YOUR OBJECTIVE → Which of the lines below include "tracker"? Each one should be copied out.

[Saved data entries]
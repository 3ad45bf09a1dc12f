#![forbid(unsafe_code)]

//! Core domain model and orchestration for the Mapfit workout tracker.
//!
//! This crate provides:
//! - Domain types (workouts, coordinates, derived metrics)
//! - The ordered workout store and its persistence round-trip
//! - Capability surfaces for the map, geolocation, list and blob store
//! - The form state machine and the application orchestrator

pub mod types;
pub mod error;
pub mod blob;
pub mod store;
pub mod map;
pub mod form;
pub mod app;
pub mod config;
pub mod logging;

// Re-export commonly used types
pub use error::{Error, Result};
pub use types::*;
pub use blob::{BlobStore, FileBlobStore, MemoryBlobStore};
pub use store::{WorkoutStore, STORAGE_KEY};
pub use map::{GeolocationProvider, MapController, MapSurface, DEFAULT_ZOOM};
pub use form::{FormState, WorkoutFormController, WorkoutRequest};
pub use app::{AppController, WorkoutListView};
pub use config::Config;
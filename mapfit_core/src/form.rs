//! The workout input form, modeled as a small state machine.
//!
//! The form opens when a map click arrives (capturing the click's
//! coordinates as pending context), stays open while the user edits, and
//! closes on a valid submission or an explicit cancel. Switching the workout
//! type swaps which field subset applies without losing shared values.

use crate::{Coordinates, Error, Result, WorkoutKind};

/// Form visibility states.
#[derive(Clone, Copy, Debug, PartialEq, Eq)]
pub enum FormState {
    Hidden,
    Visible,
}

/// Raw field values as the user typed them. Parsing happens at submit.
#[derive(Clone, Debug, Default)]
pub struct FormFields {
    pub distance: String,
    pub duration: String,
    pub cadence: String,
    pub elevation: String,
}

/// A validated workout-creation request emitted by a successful submit.
#[derive(Clone, Debug, PartialEq)]
pub enum WorkoutRequest {
    Running {
        coordinates: Coordinates,
        distance_km: f64,
        duration_min: f64,
        cadence_spm: f64,
    },
    Cycling {
        coordinates: Coordinates,
        distance_km: f64,
        duration_min: f64,
        elevation_gain_m: f64,
    },
}

/// Drives the input form: hidden → visible → validated submit or cancel.
pub struct WorkoutFormController {
    state: FormState,
    pending_coords: Option<Coordinates>,
    kind: WorkoutKind,
    fields: FormFields,
    clear_inputs_on_cancel: bool,
}

impl WorkoutFormController {
    /// `clear_inputs_on_cancel` controls whether an explicit cancel wipes
    /// the typed values; the historical behavior keeps them.
    pub fn new(clear_inputs_on_cancel: bool) -> Self {
        Self {
            state: FormState::Hidden,
            pending_coords: None,
            kind: WorkoutKind::Running,
            fields: FormFields::default(),
            clear_inputs_on_cancel,
        }
    }

    pub fn state(&self) -> FormState {
        self.state
    }

    pub fn is_visible(&self) -> bool {
        self.state == FormState::Visible
    }

    pub fn kind(&self) -> WorkoutKind {
        self.kind
    }

    pub fn fields(&self) -> &FormFields {
        &self.fields
    }

    /// Show the form for a map click at `coords`.
    pub fn open(&mut self, coords: Coordinates) {
        self.pending_coords = Some(coords);
        self.state = FormState::Visible;
        tracing::debug!("Form opened for click at {}", coords);
    }

    /// Toggle the workout type. Shared field values (distance, duration)
    /// survive the switch; so do the hidden subset's values.
    pub fn set_kind(&mut self, kind: WorkoutKind) {
        self.kind = kind;
    }

    pub fn set_distance(&mut self, raw: &str) {
        self.fields.distance = raw.to_string();
    }

    pub fn set_duration(&mut self, raw: &str) {
        self.fields.duration = raw.to_string();
    }

    pub fn set_cadence(&mut self, raw: &str) {
        self.fields.cadence = raw.to_string();
    }

    pub fn set_elevation(&mut self, raw: &str) {
        self.fields.elevation = raw.to_string();
    }

    /// Validate the inputs relevant to the selected type and emit a
    /// creation request.
    ///
    /// On success the form hides and its inputs reset. On failure the form
    /// stays visible with the inputs untouched so the user can correct them.
    pub fn submit(&mut self) -> Result<WorkoutRequest> {
        if self.state != FormState::Visible {
            return Err(Error::FormHidden);
        }
        let coordinates = self.pending_coords.ok_or(Error::FormHidden)?;

        let distance_km = parse_positive("distance", &self.fields.distance)?;
        let duration_min = parse_positive("duration", &self.fields.duration)?;

        let request = match self.kind {
            WorkoutKind::Running => {
                let cadence_spm = parse_finite("cadence", &self.fields.cadence)?;
                WorkoutRequest::Running {
                    coordinates,
                    distance_km,
                    duration_min,
                    cadence_spm,
                }
            }
            // Elevation may be zero or negative; only finiteness is required.
            WorkoutKind::Cycling => {
                let elevation_gain_m = parse_finite("elevation", &self.fields.elevation)?;
                WorkoutRequest::Cycling {
                    coordinates,
                    distance_km,
                    duration_min,
                    elevation_gain_m,
                }
            }
        };

        self.state = FormState::Hidden;
        self.pending_coords = None;
        self.fields = FormFields::default();

        Ok(request)
    }

    /// Close the form without emitting a record. Typed values are kept or
    /// cleared per the controller's configuration.
    pub fn cancel(&mut self) {
        if self.state != FormState::Visible {
            return;
        }

        self.state = FormState::Hidden;
        self.pending_coords = None;
        if self.clear_inputs_on_cancel {
            self.fields = FormFields::default();
        }
    }
}

fn parse_finite(name: &str, raw: &str) -> Result<f64> {
    let value: f64 = raw
        .trim()
        .parse()
        .map_err(|_| Error::InvalidMetric(format!("{} must be a number, got {:?}", name, raw)))?;
    if !value.is_finite() {
        return Err(Error::InvalidMetric(format!(
            "{} must be a finite number, got {}",
            name, value
        )));
    }
    Ok(value)
}

fn parse_positive(name: &str, raw: &str) -> Result<f64> {
    let value = parse_finite(name, raw)?;
    if value <= 0.0 {
        return Err(Error::InvalidMetric(format!(
            "{} must be positive, got {}",
            name, value
        )));
    }
    Ok(value)
}
//! Core domain types for the Mapfit workout tracker.
//!
//! This module defines the fundamental types used throughout the system:
//! - Geographic coordinates
//! - Workout kinds and their type-specific metrics
//! - The workout record itself, with derived metrics computed at creation

use crate::{Error, Result};
use chrono::{DateTime, Datelike, Utc};
use serde::{Deserialize, Serialize};
use uuid::Uuid;

/// Month names indexed 0-11, used when deriving a workout description
/// from its creation timestamp.
pub const MONTHS: [&str; 12] = [
    "January",
    "February",
    "March",
    "April",
    "May",
    "June",
    "July",
    "August",
    "September",
    "October",
    "November",
    "December",
];

// ============================================================================
// Coordinates
// ============================================================================

/// A geographic position (latitude, longitude) in degrees.
#[derive(Clone, Copy, Debug, Serialize, Deserialize, PartialEq)]
pub struct Coordinates {
    pub lat: f64,
    pub lng: f64,
}

impl Coordinates {
    pub fn new(lat: f64, lng: f64) -> Self {
        Self { lat, lng }
    }

    /// Whether the pair lies within the valid geographic range.
    pub fn is_valid(&self) -> bool {
        self.lat.is_finite()
            && self.lng.is_finite()
            && self.lat.abs() <= 90.0
            && self.lng.abs() <= 180.0
    }
}

impl std::fmt::Display for Coordinates {
    fn fmt(&self, f: &mut std::fmt::Formatter<'_>) -> std::fmt::Result {
        write!(f, "{:.4}, {:.4}", self.lat, self.lng)
    }
}

// ============================================================================
// Workout kinds and details
// ============================================================================

/// The closed set of workout variants.
#[derive(Clone, Copy, Debug, Serialize, Deserialize, PartialEq, Eq)]
#[serde(rename_all = "snake_case")]
pub enum WorkoutKind {
    Running,
    Cycling,
}

impl WorkoutKind {
    /// Human-readable label, e.g. for descriptions and list entries.
    pub fn label(&self) -> &'static str {
        match self {
            WorkoutKind::Running => "Running",
            WorkoutKind::Cycling => "Cycling",
        }
    }

    /// Emoji glyph shown in marker popups.
    pub fn glyph(&self) -> &'static str {
        match self {
            WorkoutKind::Running => "\u{1F3C3}",
            WorkoutKind::Cycling => "\u{1F6B4}",
        }
    }

    /// Style class applied to the marker popup for this kind.
    pub fn popup_class(&self) -> &'static str {
        match self {
            WorkoutKind::Running => "running-popup",
            WorkoutKind::Cycling => "cycling-popup",
        }
    }
}

/// Type-specific metrics, tagged by kind so serialized records retain
/// their discriminant and reconstruct the right variant.
#[derive(Clone, Debug, Serialize, Deserialize, PartialEq)]
#[serde(tag = "kind", rename_all = "snake_case")]
pub enum WorkoutDetails {
    Running {
        cadence_spm: f64,
        pace_min_per_km: f64,
    },
    Cycling {
        elevation_gain_m: f64,
        speed_km_per_h: f64,
    },
}

impl WorkoutDetails {
    pub fn kind(&self) -> WorkoutKind {
        match self {
            WorkoutDetails::Running { .. } => WorkoutKind::Running,
            WorkoutDetails::Cycling { .. } => WorkoutKind::Cycling,
        }
    }
}

// ============================================================================
// Workout record
// ============================================================================

/// A recorded workout session pinned to a map location.
///
/// Derived metrics (pace/speed) and the display description are computed
/// once at construction and never change afterwards.
#[derive(Clone, Debug, Serialize, Deserialize, PartialEq)]
pub struct Workout {
    pub id: Uuid,
    pub created_at: DateTime<Utc>,
    pub distance_km: f64,
    pub duration_min: f64,
    pub coordinates: Coordinates,
    pub description: String,
    #[serde(flatten)]
    pub details: WorkoutDetails,
}

impl Workout {
    /// Create a running workout. Pace is derived as round(duration / distance).
    pub fn running(
        distance_km: f64,
        duration_min: f64,
        coordinates: Coordinates,
        cadence_spm: f64,
    ) -> Result<Self> {
        validate_base_metrics(distance_km, duration_min, coordinates)?;
        if !cadence_spm.is_finite() {
            return Err(Error::InvalidMetric("cadence must be a finite number".into()));
        }

        // Positivity was just checked, so the division is well-defined.
        let pace_min_per_km = (duration_min / distance_km).round();

        Ok(Self::assemble(
            distance_km,
            duration_min,
            coordinates,
            WorkoutDetails::Running {
                cadence_spm,
                pace_min_per_km,
            },
        ))
    }

    /// Create a cycling workout. Speed is derived as round(distance / hours).
    ///
    /// Elevation gain may be zero or negative (descents are real rides).
    pub fn cycling(
        distance_km: f64,
        duration_min: f64,
        coordinates: Coordinates,
        elevation_gain_m: f64,
    ) -> Result<Self> {
        validate_base_metrics(distance_km, duration_min, coordinates)?;
        if !elevation_gain_m.is_finite() {
            return Err(Error::InvalidMetric(
                "elevation gain must be a finite number".into(),
            ));
        }

        let speed_km_per_h = (distance_km / (duration_min / 60.0)).round();

        Ok(Self::assemble(
            distance_km,
            duration_min,
            coordinates,
            WorkoutDetails::Cycling {
                elevation_gain_m,
                speed_km_per_h,
            },
        ))
    }

    fn assemble(
        distance_km: f64,
        duration_min: f64,
        coordinates: Coordinates,
        details: WorkoutDetails,
    ) -> Self {
        let created_at = Utc::now();
        let description = describe(details.kind(), created_at);

        Self {
            id: Uuid::new_v4(),
            created_at,
            distance_km,
            duration_min,
            coordinates,
            description,
            details,
        }
    }

    pub fn kind(&self) -> WorkoutKind {
        self.details.kind()
    }

    /// Text bound to this workout's map popup, e.g. "🏃 Running on April 14".
    pub fn popup_text(&self) -> String {
        format!("{} {}", self.kind().glyph(), self.description)
    }

    /// One-line metric summary for list rendering.
    pub fn metric_summary(&self) -> String {
        match self.details {
            WorkoutDetails::Running {
                cadence_spm,
                pace_min_per_km,
            } => format!(
                "{} km in {} min — {} min/km at {} spm",
                self.distance_km, self.duration_min, pace_min_per_km, cadence_spm
            ),
            WorkoutDetails::Cycling {
                elevation_gain_m,
                speed_km_per_h,
            } => format!(
                "{} km in {} min — {} km/h, {} m elevation gain",
                self.distance_km, self.duration_min, speed_km_per_h, elevation_gain_m
            ),
        }
    }
}

/// "<Kind> on <Month> <Day>" from the creation timestamp.
fn describe(kind: WorkoutKind, created_at: DateTime<Utc>) -> String {
    format!(
        "{} on {} {}",
        kind.label(),
        MONTHS[created_at.month0() as usize],
        created_at.day()
    )
}

fn validate_base_metrics(
    distance_km: f64,
    duration_min: f64,
    coordinates: Coordinates,
) -> Result<()> {
    if !distance_km.is_finite() || distance_km <= 0.0 {
        return Err(Error::InvalidMetric(format!(
            "distance must be a positive number, got {}",
            distance_km
        )));
    }
    if !duration_min.is_finite() || duration_min <= 0.0 {
        return Err(Error::InvalidMetric(format!(
            "duration must be a positive number, got {}",
            duration_min
        )));
    }
    if !coordinates.is_valid() {
        return Err(Error::InvalidMetric(format!(
            "coordinates out of range: {}",
            coordinates
        )));
    }
    Ok(())
}
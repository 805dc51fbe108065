//! Nippo: a single-user daily-report manager for the terminal.
//!
//! Nippo lets you browse, create, edit, and dismiss dated journal entries
//! ("reports") through an interactive terminal interface. Each entry is
//! persisted as an individual JSON file keyed by its calendar day, so the
//! filesystem itself enforces one report per day and your journal stays
//! greppable plain text.
//!
//! # Architecture
//!
//! The crate follows a layered architecture pattern:
//!
//! ```text
//! ┌─────────────────────────────────────────────────────┐
//! │  Terminal Shim (main.rs)                            │  ← crossterm event loop
//! └─────────────────────────────────────────────────────┘
//!                        │
//! ┌─────────────────────────────────────────────────────┐
//! │  Application Layer (app/)                           │  ← View state machine
//! │  - Event handling (handler)                         │
//! │  - Report registry + cursor (registry)              │
//! │  - Edit session + text buffer (editor)              │
//! │  - View model computation (state)                   │
//! └─────────────────────────────────────────────────────┘
//!         │                              │
//! ┌───────────────┐            ┌───────────────┐
//! │ UI Layer      │            │ Storage Layer │
//! │ (ui/)         │            │ (storage/)    │
//! │ - Rendering   │            │ - JSON record │
//! │ - Theming     │            │   per day     │
//! └───────────────┘            └───────────────┘
//!         │                              │
//! ┌─────────────────────────────────────────────────────┐
//! │  Infrastructure & Domain Layers                     │
//! │  - Report model, errors (domain/)                   │
//! │  - Storage locations (infrastructure/)              │
//! │  - Rotating log output (observability/)             │
//! └─────────────────────────────────────────────────────┘
//! ```
//!
//! # Data Flow
//!
//! A keystroke enters [`handle_event`], which dispatches on the active
//! screen, mutates the edit session or registry, and asks the record store to
//! persist on save. After every write the registry re-reads persisted state:
//! disk, not memory, is the source of truth. The shim then calls the pure
//! [`ui::render`] boundary and prints the returned frame.
//!
//! # Configuration
//!
//! Optional `nippo.toml` in the working directory:
//!
//! ```toml
//! data_dir = "data"
//! theme = "catppuccin-mocha"
//! # theme_file = "/path/to/custom-theme.toml"
//! log_level = "info"
//! ```
//!
//! # Example (library use)
//!
//! ```no_run
//! use nippo::storage::{JsonRecordStore, RecordStore};
//! use nippo::{handle_event, initialize, Config, Event};
//!
//! let config = Config::default();
//! let mut store = JsonRecordStore::new(config.reports_dir());
//! store.init()?;
//!
//! let mut state = initialize(&config, store.load_all()?);
//! let (_rendered, actions) = handle_event(&mut state, &mut store, &Event::Char('n'))?;
//! assert!(actions.is_empty());
//! # Ok::<(), nippo::NippoError>(())
//! ```

pub mod app;
pub mod domain;
pub mod infrastructure;
pub mod observability;
pub mod storage;
pub mod ui;

pub use app::{handle_event, Action, AppState, Event, View};
pub use domain::{NippoError, Report, Result};
pub use ui::Theme;

use std::path::{Path, PathBuf};

use serde::Deserialize;

/// Application configuration.
///
/// Loaded from an optional `nippo.toml` in the working directory; every field
/// has a sensible default so the file is not required.
#[derive(Debug, Clone, Default, Deserialize)]
pub struct Config {
    /// Data root holding the reports directory and the log file.
    ///
    /// Default: `data` (relative to the working directory).
    #[serde(default)]
    pub data_dir: Option<String>,

    /// Built-in theme name (`catppuccin-mocha`, `catppuccin-latte`).
    ///
    /// Ignored if `theme_file` is set. Default: `catppuccin-mocha`.
    #[serde(default)]
    pub theme: Option<String>,

    /// Path to a custom TOML theme file.
    ///
    /// Takes precedence over `theme`. See [`ui::theme`] for the format.
    #[serde(default)]
    pub theme_file: Option<String>,

    /// Log level for the rotating log file.
    ///
    /// Options: `trace`, `debug`, `info`, `warn`, `error`. Overridden by
    /// `RUST_LOG`. Default: `"info"`.
    #[serde(default)]
    pub log_level: Option<String>,
}

impl Config {
    /// Default configuration file name, looked up in the working directory.
    pub const FILE_NAME: &'static str = "nippo.toml";

    /// Loads configuration from the working directory.
    ///
    /// A missing `nippo.toml` yields the defaults; an unreadable or
    /// unparsable one is an error (a present-but-broken config should not be
    /// silently ignored).
    ///
    /// # Errors
    ///
    /// Returns [`NippoError::Config`] when the file exists but cannot be read
    /// or parsed.
    pub fn load() -> Result<Self> {
        Self::load_from(Path::new(Self::FILE_NAME))
    }

    /// Loads configuration from a specific path, defaulting when absent.
    ///
    /// # Errors
    ///
    /// Returns [`NippoError::Config`] when the file exists but cannot be read
    /// or parsed.
    pub fn load_from(path: &Path) -> Result<Self> {
        if !path.exists() {
            return Ok(Self::default());
        }

        let contents = std::fs::read_to_string(path)
            .map_err(|e| NippoError::Config(format!("cannot read {}: {e}", path.display())))?;

        toml::from_str(&contents)
            .map_err(|e| NippoError::Config(format!("cannot parse {}: {e}", path.display())))
    }

    /// Directory holding the per-day report records.
    #[must_use]
    pub fn reports_dir(&self) -> PathBuf {
        let data_dir = infrastructure::paths::data_dir(self.data_dir.as_deref());
        infrastructure::paths::reports_dir(&data_dir)
    }
}

/// Builds the initial application state.
///
/// Resolves the theme (custom file, then built-in name, then default; a
/// broken theme falls back rather than failing startup) and seeds the
/// registry with the reports loaded from the store.
#[must_use]
pub fn initialize(config: &Config, reports: Vec<Report>) -> AppState {
    tracing::debug!(report_count = reports.len(), "initializing nippo");

    let theme = config.theme_file.as_ref().map_or_else(
        || {
            config.theme.as_ref().map_or_else(Theme::default, |name| {
                Theme::from_name(name).unwrap_or_else(|| {
                    tracing::debug!(theme_name = %name, "unknown theme, using default");
                    Theme::default()
                })
            })
        },
        |theme_file| {
            Theme::from_file(theme_file).unwrap_or_else(|e| {
                tracing::debug!(theme_file = %theme_file, error = %e, "failed to load theme file, using default");
                Theme::default()
            })
        },
    );

    AppState::new(reports, theme)
}
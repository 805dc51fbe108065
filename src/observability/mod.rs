//! Tracing-based observability with rotating file output.
//!
//! The UI owns stdout, so log lines are written to `data/nippo.log` through a
//! size-rotating writer (10 MB, 3 backups). Level is controlled via
//! `RUST_LOG`, then the `log_level` config option, then the `"info"` default.
//!
//! # Usage
//!
//! Initialize early in the process lifecycle, before the store:
//!
//! ```no_run
//! use nippo::observability::init_tracing;
//! use nippo::Config;
//!
//! let config = Config::default();
//! init_tracing(&config);
//!
//! tracing::debug!("starting up");
//! ```
//!
//! # Modules
//!
//! - [`init`]: Tracing initialization and subscriber setup
//! - [`file_writer`]: Rotating file writer with size-based rotation

mod file_writer;
mod init;

pub use init::init_tracing;
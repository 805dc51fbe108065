//! Top-level rendering coordinator.
//!
//! This module provides the render boundary: a pure function from application
//! state and terminal dimensions to a full frame string. It performs no I/O
//! and has no side effects; the terminal shim clears the screen and prints
//! whatever is returned after every state change.
//!
//! # Architecture
//!
//! Rendering is a two-step process:
//!
//! 1. **View Model Computation**: `AppState` → `UiViewModel`
//! 2. **Component Rendering**: delegate each view model piece to a component,
//!    assemble the styled lines, and pad the frame to the terminal height.

use crate::app::AppState;
use crate::ui::components;
use crate::ui::theme::Theme;
use crate::ui::viewmodel::{BodyViewModel, StatusInfo, UiViewModel};

/// Renders the current state into a full terminal frame.
///
/// The returned string contains exactly `rows` lines joined with `\r\n`
/// (raw-mode line endings), each styled with the theme carried in the state.
#[must_use]
pub fn render(state: &AppState, rows: usize, cols: usize) -> String {
    let viewmodel = state.compute_viewmodel(rows, cols);
    render_viewmodel(&viewmodel, &state.theme, rows, cols)
}

fn render_viewmodel(vm: &UiViewModel, theme: &Theme, rows: usize, cols: usize) -> String {
    let rows = rows.max(3);
    let mut lines = Vec::with_capacity(rows);

    lines.push(components::render_header(&vm.header, theme, cols));
    lines.push(String::new());

    match &vm.body {
        BodyViewModel::List(list) => match &list.empty_state {
            Some(empty) => lines.extend(components::render_empty_state(empty, theme, cols)),
            None => lines.extend(components::render_list(list, theme, cols)),
        },
        BodyViewModel::Edit(edit) => lines.extend(components::render_editor(edit, theme, cols)),
    }

    // Pin the status and footer to the bottom of the frame.
    let body_rows = rows - 2;
    lines.truncate(body_rows);
    while lines.len() < body_rows {
        lines.push(String::new());
    }

    lines.push(render_status(vm.status.as_ref(), theme));
    lines.push(components::render_footer(&vm.footer, theme, cols));

    lines.join("\r\n")
}

fn render_status(status: Option<&StatusInfo>, theme: &Theme) -> String {
    let Some(status) = status else {
        return String::new();
    };

    let color = if status.is_error {
        &theme.colors.error_fg
    } else {
        &theme.colors.success_fg
    };
    format!("{}{}{}", Theme::fg(color), status.text, Theme::reset())
}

FINAL ANSWER →
//! Core domain model and orchestration for the Mapfit workout tracker.
//! Core domain types for the Mapfit workout tracker.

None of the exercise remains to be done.